Pendidikan merupakan kebutuhan sepanjang hayat.Setiap manusia membutuhkan pendidikan, sampai kapan dan dimanapun ia berada. Pendidikan sangat penting artinya, sebab tanpa pendidikan manusia akan sulit berkembang dan bahkan akan terbelakang. Dengan demikian pendidikan harus betul-betul diarahkan untuk menghasilkan manusia yang berkualitas dan mampu bersaing, di samping memiliki budi pekerti yang luhur dan moral yang baik.

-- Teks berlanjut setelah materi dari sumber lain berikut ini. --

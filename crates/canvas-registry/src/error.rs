//! Registry error types.

use std::fmt;

use thiserror::Error;

use crate::types::TokenId;

/// The key a failed lookup was made with.
#[derive(Debug, Clone, PartialEq, Eq)]
pub enum Lookup {
    Id(TokenId),
    Name(String),
}

impl fmt::Display for Lookup {
    fn fmt(&self, f: &mut fmt::Formatter<'_>) -> fmt::Result {
        match self {
            Self::Id(id) => write!(f, "token #{id}"),
            Self::Name(name) => write!(f, "name {name:?}"),
        }
    }
}

/// Errors returned by registry operations.
///
/// Every variant is a precondition violation: deterministic, never worth retrying.
#[derive(Debug, Clone, PartialEq, Eq, Error)]
pub enum RegistryError {
    /// The name is already bound to an identifier.
    #[error("already mint: {name:?}")]
    DuplicateName { name: String },

    /// No entry exists for the identifier or name.
    #[error("not mint: {0}")]
    NotFound(Lookup),

    /// Names must be non-empty.
    #[error("name must not be empty")]
    EmptyName,

    /// Entries cannot be registered to the zero address.
    #[error("cannot register to the zero address")]
    ZeroOwner,

    /// A snapshot violates the registry invariants.
    #[error("invalid snapshot: {0}")]
    InvalidSnapshot(String),
}

impl RegistryError {
    /// Returns `true` for unknown identifiers or names.
    pub fn is_not_found(&self) -> bool {
        matches!(self, Self::NotFound(_))
    }

    /// Returns `true` if the name was already taken.
    pub fn is_duplicate(&self) -> bool {
        matches!(self, Self::DuplicateName { .. })
    }
}

/// Errors from parsing an [`Address`](crate::Address).
#[derive(Debug, Error)]
pub enum AddressError {
    #[error("address must start with 0x")]
    MissingPrefix,

    #[error("invalid hex in address: {0}")]
    Hex(#[from] hex::FromHexError),

    #[error("address must be 20 bytes, got {0}")]
    Length(usize),
}

#[cfg(test)]
mod tests {
    use super::*;

    #[test]
    fn messages_match_contract_reverts() {
        let dup = RegistryError::DuplicateName { name: "A".into() };
        assert!(dup.to_string().starts_with("already mint"));
        let missing = RegistryError::NotFound(Lookup::Name("C".into()));
        assert_eq!(missing.to_string(), "not mint: name \"C\"");
        let missing_id = RegistryError::NotFound(Lookup::Id(TokenId::new(9)));
        assert_eq!(missing_id.to_string(), "not mint: token #9");
    }

    #[test]
    fn classification() {
        assert!(RegistryError::NotFound(Lookup::Name("x".into())).is_not_found());
        assert!(RegistryError::DuplicateName { name: "x".into() }.is_duplicate());
        assert!(!RegistryError::EmptyName.is_not_found());
    }
}
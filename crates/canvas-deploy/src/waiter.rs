//! Confirmation waiting.
//!
//! Polls a [`ChainState`] until a transaction is buried under the required
//! number of blocks. The wait ends in exactly one of four ways:
//!
//! | Outcome                           | Meaning                                         |
//! |-----------------------------------|-------------------------------------------------|
//! | `Ok(Confirmation)`                | depth reached                                   |
//! | `DeployError::TransactionLost`    | dropped/replaced; caller decides on resubmitting |
//! | `DeployError::ConfirmationTimeout`| gave up waiting; the tx may still confirm       |
//! | `DeployError::WaitCancelled`      | caller cancelled; the tx is untouched           |
//!
//! Transport errors while polling are transient and only logged.

use std::time::Duration;

use async_trait::async_trait;
use canvas_rpc::TransportError;
use serde::{Deserialize, Serialize};
use tokio::time::Instant;
use tokio_util::sync::CancellationToken;

use crate::error::DeployError;
use crate::types::{BlockRef, Confirmation, TxHash, TxStatus};

/// Read access to chain state needed for confirmation polling.
#[async_trait]
pub trait ChainState: Send + Sync {
    /// Where the transaction currently stands.
    async fn transaction_status(&self, tx: &TxHash) -> Result<TxStatus, TransportError>;

    /// Current head block number.
    async fn block_number(&self) -> Result<u64, TransportError>;
}

/// Configuration for [`ConfirmationWaiter`].
#[derive(Debug, Clone, Serialize, Deserialize)]
#[serde(default)]
pub struct WaiterConfig {
    /// Delay between polls, in milliseconds.
    pub poll_interval_ms: u64,
    /// Maximum total wait, in milliseconds.
    pub timeout_ms: u64,
    /// Consecutive polls in which the node does not know the transaction
    /// before it is declared lost. Load-balanced endpoints may briefly lag.
    pub lost_after_missing_polls: u32,
}

impl Default for WaiterConfig {
    fn default() -> Self {
        Self {
            poll_interval_ms: 2_000,
            timeout_ms: 600_000,
            lost_after_missing_polls: 3,
        }
    }
}

enum Observation {
    Pending,
    Unknown,
    Reverted(BlockRef),
    Included { block: BlockRef, depth: u64 },
}

/// Blocks the calling task until a transaction reaches a confirmation depth.
#[derive(Debug)]
pub struct ConfirmationWaiter<C> {
    chain: C,
    config: WaiterConfig,
}

impl<C: ChainState> ConfirmationWaiter<C> {
    pub fn new(chain: C, config: WaiterConfig) -> Self {
        Self { chain, config }
    }

    pub fn chain(&self) -> &C {
        &self.chain
    }

    pub fn config(&self) -> &WaiterConfig {
        &self.config
    }

    /// Wait until `tx` has at least `required` confirmations and return its inclusion block.
    ///
    /// The inclusion block counts as the first confirmation; `required` of 0 is treated as 1.
    /// Cancelling `cancel` stops the local loop only.
    pub async fn await_confirmations(
        &self,
        tx: &TxHash,
        required: u64,
        cancel: &CancellationToken,
    ) -> Result<Confirmation, DeployError> {
        let required = required.max(1);
        let started = Instant::now();
        let deadline = started + Duration::from_millis(self.config.timeout_ms);
        let poll_interval = Duration::from_millis(self.config.poll_interval_ms);

        let mut included: Option<BlockRef> = None;
        let mut observed = 0u64;
        let mut missing = 0u32;

        tracing::info!(%tx, required, "waiting for confirmations");

        loop {
            let polled = tokio::select! {
                _ = cancel.cancelled() => return Err(self.cancelled(tx, observed)),
                res = tokio::time::timeout_at(deadline, self.observe(tx)) => match res {
                    Ok(polled) => polled,
                    Err(_) => return Err(self.timed_out(tx, required, observed, started)),
                },
            };

            match polled {
                Ok(Observation::Included { block, depth }) => {
                    missing = 0;
                    if included.as_ref().is_some_and(|prev| prev != &block) {
                        tracing::warn!(
                            %tx,
                            from = ?included,
                            to = ?block,
                            previous_depth = observed,
                            depth,
                            "transaction moved to a different block"
                        );
                    }
                    if depth != observed {
                        tracing::debug!(%tx, depth, required, block = block.number, "confirmation progress");
                    }
                    observed = depth;
                    if depth >= required {
                        tracing::info!(%tx, block = block.number, confirmations = depth, "transaction confirmed");
                        return Ok(Confirmation {
                            block,
                            confirmations: depth,
                        });
                    }
                    included = Some(block);
                }
                Ok(Observation::Reverted(block)) => {
                    tracing::error!(%tx, block = block.number, "transaction reverted");
                    return Err(DeployError::Reverted {
                        tx: tx.clone(),
                        block,
                    });
                }
                Ok(Observation::Pending) => {
                    missing = 0;
                    if let Some(block) = included.take() {
                        tracing::warn!(%tx, block = block.number, "transaction reorged out, waiting for re-inclusion");
                        observed = 0;
                    }
                }
                Ok(Observation::Unknown) => {
                    missing += 1;
                    tracing::debug!(%tx, missing, "node does not know the transaction");
                    if missing >= self.config.lost_after_missing_polls.max(1) {
                        tracing::error!(%tx, observed, "transaction lost");
                        return Err(DeployError::TransactionLost {
                            tx: tx.clone(),
                            required,
                        });
                    }
                }
                Err(e) => {
                    tracing::warn!(%tx, error = %e, "poll failed, will retry");
                }
            }

            let now = Instant::now();
            if now >= deadline {
                return Err(self.timed_out(tx, required, observed, started));
            }
            let nap = poll_interval.min(deadline - now);
            tokio::select! {
                _ = cancel.cancelled() => return Err(self.cancelled(tx, observed)),
                _ = tokio::time::sleep(nap) => {}
            }
        }
    }

    async fn observe(&self, tx: &TxHash) -> Result<Observation, TransportError> {
        match self.chain.transaction_status(tx).await? {
            TxStatus::Pending => Ok(Observation::Pending),
            TxStatus::Unknown => Ok(Observation::Unknown),
            TxStatus::Reverted(block) => Ok(Observation::Reverted(block)),
            TxStatus::Included(block) => {
                let head = self.chain.block_number().await?;
                let depth = head.saturating_sub(block.number) + 1;
                Ok(Observation::Included { block, depth })
            }
        }
    }

    fn timed_out(&self, tx: &TxHash, required: u64, observed: u64, started: Instant) -> DeployError {
        let waited_ms = started.elapsed().as_millis() as u64;
        tracing::warn!(%tx, required, observed, waited_ms, "gave up waiting for confirmations");
        DeployError::ConfirmationTimeout {
            tx: tx.clone(),
            required,
            observed,
            waited_ms,
        }
    }

    fn cancelled(&self, tx: &TxHash, observed: u64) -> DeployError {
        tracing::info!(%tx, observed, "confirmation wait cancelled");
        DeployError::WaitCancelled { tx: tx.clone() }
    }
}

#[cfg(test)]
mod tests {
    use super::*;

    #[test]
    fn config_defaults() {
        let cfg: WaiterConfig = serde_json::from_str("{}").unwrap();
        assert_eq!(cfg.poll_interval_ms, 2_000);
        assert_eq!(cfg.timeout_ms, 600_000);
        assert_eq!(cfg.lost_after_missing_polls, 3);
    }
}
//! canvas-registry: the Canvas name registry.
//!
//! # Overview
//!
//! Every asset is registered exactly once under a human-readable name and
//! receives the next sequential identifier, starting at 1. Assets can then be
//! looked up by identifier or by name. The registry is append-only: entries are
//! never renamed, transferred or removed.
//!
//! - [`NameRegistry`]: the registry trait
//! - [`MemoryRegistry`]: in-memory implementation with single-writer locking
//! - [`Entry`] / [`TokenId`]: one registered asset and its identifier
//! - [`ContentPointer`]: `ipfs://<name>` pointer derived from the name
//! - [`Address`]: 20-byte account address of an entry's owner
//! - [`RegistryError`]: structured error type
//!
//! # Quick start
//! ```rust
//! use canvas_registry::{Address, MemoryRegistry, NameRegistry};
//!
//! let registry = MemoryRegistry::new();
//! let owner: Address = "0x6ac7ea33f8831ea9dcc53393aaa88b25a785dbf0".parse().unwrap();
//! let id = registry.register(owner, "A").unwrap();
//! assert_eq!(id.get(), 1);
//! assert_eq!(registry.resolve_content(id).unwrap().as_str(), "ipfs://A");
//! ```

pub mod address;
pub mod content;
pub mod error;
pub mod registry;
pub mod types;

pub use address::Address;
pub use content::{content_pointer, ContentPointer, IPFS_PREFIX};
pub use error::{AddressError, Lookup, RegistryError};
pub use registry::{MemoryRegistry, NameRegistry, NAME, SYMBOL};
pub use types::{Entry, TokenId};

Tujuan pendidikan yang kita harapkan adalah mencerdaskan kehidupan bangsa dan mengembangkan manusia Indonesia seutuhnya, yaitu manusia yang beriman dan bertakwa terhadap Tuhan Yang Maha Esa dan berbudi pekerti luhur, memiliki pengetahuan dan keterampilan, kesehatan jasmani dan rohani, kepribadian yang mantap, mandiri serta rasa tanggung jawab kemasyarakatan dan kebangsaan". Pendidikan harus mampu mempersiapkan warga negara agar dapat berperan aktif dalam seluruh lapangan kehidupan, cerdas, aktif, kreatif, terampil, jujur, berdisiplin dan bermoral tinggi, demokratis, dan toleran dengan mengutamakan    persatuan bangsa dan  bukannya perpecahan.

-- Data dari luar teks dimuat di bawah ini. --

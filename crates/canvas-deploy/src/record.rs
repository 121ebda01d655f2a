//! Per-run deployment record.

use std::fmt;

use canvas_registry::Address;
use serde::{Deserialize, Serialize};

use crate::error::DeployError;
use crate::types::{BlockRef, Confirmation, ProxyDeployment, TxHash};
use crate::verifier::VerificationResult;

/// Verification lifecycle of a deployment.
///
/// ```text
/// Unverified → Submitted → Verified
///     │            └─────→ Failed
///     └──────────────────→ Verified   (already verified elsewhere)
/// ```
#[derive(Debug, Clone, Copy, PartialEq, Eq, Serialize, Deserialize)]
#[serde(rename_all = "lowercase")]
pub enum VerificationStatus {
    Unverified,
    Submitted,
    Verified,
    Failed,
}

impl VerificationStatus {
    pub fn can_transition_to(self, next: VerificationStatus) -> bool {
        use VerificationStatus::*;
        matches!(
            (self, next),
            (Unverified, Submitted) | (Unverified, Verified) | (Submitted, Verified) | (Submitted, Failed)
        )
    }

    /// `Verified` and `Failed` are final.
    pub fn is_terminal(self) -> bool {
        matches!(self, Self::Verified | Self::Failed)
    }
}

impl fmt::Display for VerificationStatus {
    fn fmt(&self, f: &mut fmt::Formatter<'_>) -> fmt::Result {
        match self {
            Self::Unverified => write!(f, "unverified"),
            Self::Submitted => write!(f, "submitted"),
            Self::Verified => write!(f, "verified"),
            Self::Failed => write!(f, "failed"),
        }
    }
}

/// Whether the explorer links the proxy to its implementation.
#[derive(Debug, Clone, PartialEq, Eq, Serialize, Deserialize)]
#[serde(tag = "state", rename_all = "lowercase")]
pub enum ProxyLink {
    Unlinked,
    Linked,
    Failed { reason: String },
}

/// State of one deployment run. Not persisted anywhere.
#[derive(Debug, Clone, Serialize, Deserialize)]
pub struct DeploymentRecord {
    pub proxy: Address,
    pub implementation: Address,
    pub tx_hash: TxHash,
    /// Highest confirmation count observed.
    pub confirmations: u64,
    /// Inclusion block, once confirmed.
    pub block: Option<BlockRef>,
    status: VerificationStatus,
    /// Rejection reason when `status` is `Failed`.
    pub failure: Option<String>,
    pub proxy_link: ProxyLink,
}

impl DeploymentRecord {
    pub fn new(deployment: &ProxyDeployment) -> Self {
        Self {
            proxy: deployment.proxy,
            implementation: deployment.implementation,
            tx_hash: deployment.tx_hash.clone(),
            confirmations: 0,
            block: None,
            status: VerificationStatus::Unverified,
            failure: None,
            proxy_link: ProxyLink::Unlinked,
        }
    }

    pub fn status(&self) -> VerificationStatus {
        self.status
    }

    pub fn record_confirmation(&mut self, confirmation: &Confirmation) {
        self.confirmations = self.confirmations.max(confirmation.confirmations);
        self.block = Some(confirmation.block.clone());
    }

    /// Move to `next`, rejecting transitions the lifecycle does not allow.
    pub fn transition(&mut self, next: VerificationStatus) -> Result<(), DeployError> {
        if !self.status.can_transition_to(next) {
            return Err(DeployError::InvalidTransition {
                from: self.status,
                to: next,
            });
        }
        tracing::debug!(from = %self.status, to = %next, proxy = %self.proxy, "verification status");
        self.status = next;
        Ok(())
    }

    /// Apply a verifier result, from either `Unverified` or `Submitted`.
    pub fn apply(&mut self, result: &VerificationResult) -> Result<(), DeployError> {
        match result {
            VerificationResult::Verified => {
                self.mark_submitted()?;
                self.transition(VerificationStatus::Verified)
            }
            VerificationResult::AlreadyVerified => self.transition(VerificationStatus::Verified),
            VerificationResult::VerificationFailed { reason } => {
                self.mark_submitted()?;
                self.transition(VerificationStatus::Failed)?;
                self.failure = Some(reason.clone());
                Ok(())
            }
        }
    }

    /// Apply the result of linking the proxy.
    pub fn apply_proxy_link(&mut self, result: &VerificationResult) {
        self.proxy_link = match result {
            VerificationResult::VerificationFailed { reason } => ProxyLink::Failed {
                reason: reason.clone(),
            },
            _ => ProxyLink::Linked,
        };
    }

    fn mark_submitted(&mut self) -> Result<(), DeployError> {
        if self.status == VerificationStatus::Submitted {
            return Ok(());
        }
        self.transition(VerificationStatus::Submitted)
    }
}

Banyak orang menganggap, pendidikan sebagai mekanisme men-disiplin-kan dan memposisikan yang potensial, mendorong hidup hemat, sederhana dan menghapuskan kemiskinan. Namun, problem pendidikan mengakarnya kepentingan dan kesejahteraan sebagian besar terabaikan oleh pemerintah. Artinya, tidak mempertimbangkan kepentingan pendidikan atau kebutuhan-kebutuhan masyarakat.
Salah satu boleh dikatakan, pemerintah telah mewariskan versi pendidikan tidak berguna. Walaupun yang menjadi acuan adalah undang-undang. Sebagaimana amanah UU No. 20 tahun 2003 tentang sistem pendidikan nasional pada pasal 29 menyebutkan, “Dana Pendidikan selain gaji pendidik dan biaya pendidikan kedinasan dialokasikan minimal 20 % dari anggaran pendapatan belanja daerah (APBD)”.

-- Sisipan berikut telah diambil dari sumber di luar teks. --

//! HTTP JSON-RPC client backed by `reqwest`.
//!
//! Transient failures (connection errors, non-2xx status, timeouts) are
//! retried with exponential backoff. Errors returned by the node itself are
//! passed through untouched.
//!
//! Transaction submissions are never retried: a request that timed out may
//! still have reached the node, and resending it cannot tell the two apart.

use std::time::Duration;

use async_trait::async_trait;
use serde::{Deserialize, Serialize};

use crate::error::TransportError;
use crate::jsonrpc::{JsonRpcRequest, JsonRpcResponse};
use crate::retry::{RetryConfig, RetryPolicy};
use crate::transport::RpcTransport;

/// Methods that change node state. Sent exactly once.
const SUBMISSION_METHODS: &[&str] = &["eth_sendTransaction", "eth_sendRawTransaction"];

/// Whether a transient failure of `method` may be retried.
pub fn is_retry_safe(method: &str) -> bool {
    !SUBMISSION_METHODS.contains(&method)
}

/// Configuration for `HttpRpcClient`.
#[derive(Debug, Clone, Serialize, Deserialize)]
#[serde(default)]
pub struct HttpClientConfig {
    pub retry: RetryConfig,
    /// Per-request timeout in milliseconds.
    pub request_timeout_ms: u64,
}

impl Default for HttpClientConfig {
    fn default() -> Self {
        Self {
            retry: RetryConfig::default(),
            request_timeout_ms: 30_000,
        }
    }
}

/// HTTP JSON-RPC client with retry of transient errors.
pub struct HttpRpcClient {
    url: String,
    http: reqwest::Client,
    retry: RetryPolicy,
    request_timeout: Duration,
}

impl HttpRpcClient {
    /// Create a new client for the given JSON-RPC endpoint URL.
    pub fn new(url: impl Into<String>, config: HttpClientConfig) -> Result<Self, TransportError> {
        let request_timeout = Duration::from_millis(config.request_timeout_ms);
        let http = reqwest::Client::builder()
            .timeout(request_timeout)
            .build()
            .map_err(|e| TransportError::Http(format!("failed to build HTTP client: {e}")))?;

        Ok(Self {
            url: url.into(),
            http,
            retry: RetryPolicy::new(config.retry),
            request_timeout,
        })
    }

    /// Create with default configuration.
    pub fn default_for(url: impl Into<String>) -> Result<Self, TransportError> {
        Self::new(url, HttpClientConfig::default())
    }

    async fn send_once(&self, req: &JsonRpcRequest) -> Result<JsonRpcResponse, TransportError> {
        let resp = self
            .http
            .post(&self.url)
            .json(req)
            .send()
            .await
            .map_err(|e| self.map_reqwest(e))?;

        if !resp.status().is_success() {
            let status = resp.status().as_u16();
            let body = resp.text().await.unwrap_or_default();
            return Err(TransportError::Http(format!("HTTP {status}: {body}")));
        }

        resp.json::<JsonRpcResponse>()
            .await
            .map_err(|e| TransportError::InvalidResponse(e.to_string()))
    }

    fn map_reqwest(&self, e: reqwest::Error) -> TransportError {
        if e.is_timeout() {
            TransportError::Timeout {
                ms: self.request_timeout.as_millis() as u64,
            }
        } else {
            TransportError::Http(e.to_string())
        }
    }
}

#[async_trait]
impl RpcTransport for HttpRpcClient {
    async fn send(&self, req: JsonRpcRequest) -> Result<JsonRpcResponse, TransportError> {
        let mut attempt = 0u32;
        loop {
            attempt += 1;
            match self.send_once(&req).await {
                Ok(resp) => return Ok(resp),
                Err(e) if e.is_retryable() && !is_retry_safe(&req.method) => {
                    tracing::warn!(
                        error = %e,
                        method = %req.method,
                        url = %self.url,
                        "submission outcome unknown, not retrying"
                    );
                    return Err(e);
                }
                Err(e) if e.is_retryable() => match self.retry.next_delay(attempt) {
                    Some(delay) => {
                        tracing::warn!(
                            attempt,
                            delay_ms = delay.as_millis() as u64,
                            error = %e,
                            method = %req.method,
                            url = %self.url,
                            "retrying request"
                        );
                        tokio::time::sleep(delay).await;
                    }
                    None => {
                        tracing::error!(
                            attempt,
                            error = %e,
                            method = %req.method,
                            url = %self.url,
                            "max retries exceeded"
                        );
                        return Err(e);
                    }
                },
                Err(e) => return Err(e),
            }
        }
    }

    fn url(&self) -> &str {
        &self.url
    }
}

impl std::fmt::Debug for HttpRpcClient {
    fn fmt(&self, f: &mut std::fmt::Formatter<'_>) -> std::fmt::Result {
        f.debug_struct("HttpRpcClient").field("url", &self.url).finish()
    }
}

#[cfg(test)]
mod tests {
    use std::sync::atomic::{AtomicUsize, Ordering};
    use std::sync::Arc;

    use super::*;

    #[test]
    fn config_defaults() {
        let cfg: HttpClientConfig = serde_json::from_str("{}").unwrap();
        assert_eq!(cfg.request_timeout_ms, 30_000);
        assert_eq!(cfg.retry.max_retries, 3);
    }

    /// Accepts connections, counts them and never answers.
    async fn silent_node() -> (String, Arc<AtomicUsize>) {
        let listener = tokio::net::TcpListener::bind("127.0.0.1:0").await.unwrap();
        let url = format!("http://{}", listener.local_addr().unwrap());
        let hits = Arc::new(AtomicUsize::new(0));
        let counter = hits.clone();
        tokio::spawn(async move {
            while let Ok((socket, _)) = listener.accept().await {
                counter.fetch_add(1, Ordering::SeqCst);
                tokio::spawn(async move {
                    tokio::time::sleep(Duration::from_secs(30)).await;
                    drop(socket);
                });
            }
        });
        (url, hits)
    }

    fn impatient(url: &str) -> HttpRpcClient {
        HttpRpcClient::new(
            url,
            HttpClientConfig {
                retry: RetryConfig {
                    max_retries: 2,
                    initial_backoff_ms: 1,
                    max_backoff_ms: 1,
                    multiplier: 1.0,
                },
                request_timeout_ms: 200,
            },
        )
        .unwrap()
    }

    #[test]
    fn submissions_are_not_retry_safe() {
        assert!(!is_retry_safe("eth_sendTransaction"));
        assert!(!is_retry_safe("eth_sendRawTransaction"));
        assert!(is_retry_safe("eth_getTransactionReceipt"));
    }

    #[tokio::test]
    async fn timed_out_submission_is_sent_once() {
        let (url, hits) = silent_node().await;
        let client = impatient(&url);
        let err = client
            .call::<String>("eth_sendTransaction", vec![serde_json::json!({ "nonce": "0x0" })])
            .await
            .unwrap_err();
        assert!(matches!(err, TransportError::Timeout { .. }), "unexpected error: {err}");
        assert_eq!(hits.load(Ordering::SeqCst), 1);
    }

    #[tokio::test]
    async fn timed_out_read_is_retried() {
        let (url, hits) = silent_node().await;
        let client = impatient(&url);
        let err = client
            .call::<String>("eth_blockNumber", vec![])
            .await
            .unwrap_err();
        assert!(err.is_retryable());
        assert_eq!(hits.load(Ordering::SeqCst), 3);
    }

    #[tokio::test]
    async fn unreachable_endpoint_fails_after_retries() {
        let client = HttpRpcClient::new(
            "http://127.0.0.1:9",
            HttpClientConfig {
                retry: RetryConfig {
                    max_retries: 1,
                    initial_backoff_ms: 1,
                    max_backoff_ms: 1,
                    multiplier: 1.0,
                },
                request_timeout_ms: 500,
            },
        )
        .unwrap();
        let err = client
            .call::<String>("eth_blockNumber", vec![])
            .await
            .unwrap_err();
        assert!(err.is_retryable(), "unexpected error: {err}");
    }
}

Amanah pembukann UUD 1945 (2) sesuai pasal 57 ayat 1 dan pasal 1 ayat (17), sudahkan pemantauan terhadap kelayakan proses pendidikan untuk mengacu standar nasional pendidikan, hasil akhir bermuara kepada peserta didik terutama menyangkut standar kebutuhan siswa dari aspek sarana dan prasarana pendidikan, penerimaan arus informasi dan buku.
Dari versi kebijakan pendidikan di atas, belum terealisasikan secara merata. Contoh kongkritnya, sekolah/madrasah yang ada di pedesan masih kurang diperhatikan dan kurangnya fasilitas yang menunjang. Ketika ini terjadi, bagaimana ketika melihat nasib pendidikan jika undang-undang di atas terabaikan dan tidak direalisasikan dengan baik? Sebenarnya bentuk atau versi seperti apa yang diingingkan?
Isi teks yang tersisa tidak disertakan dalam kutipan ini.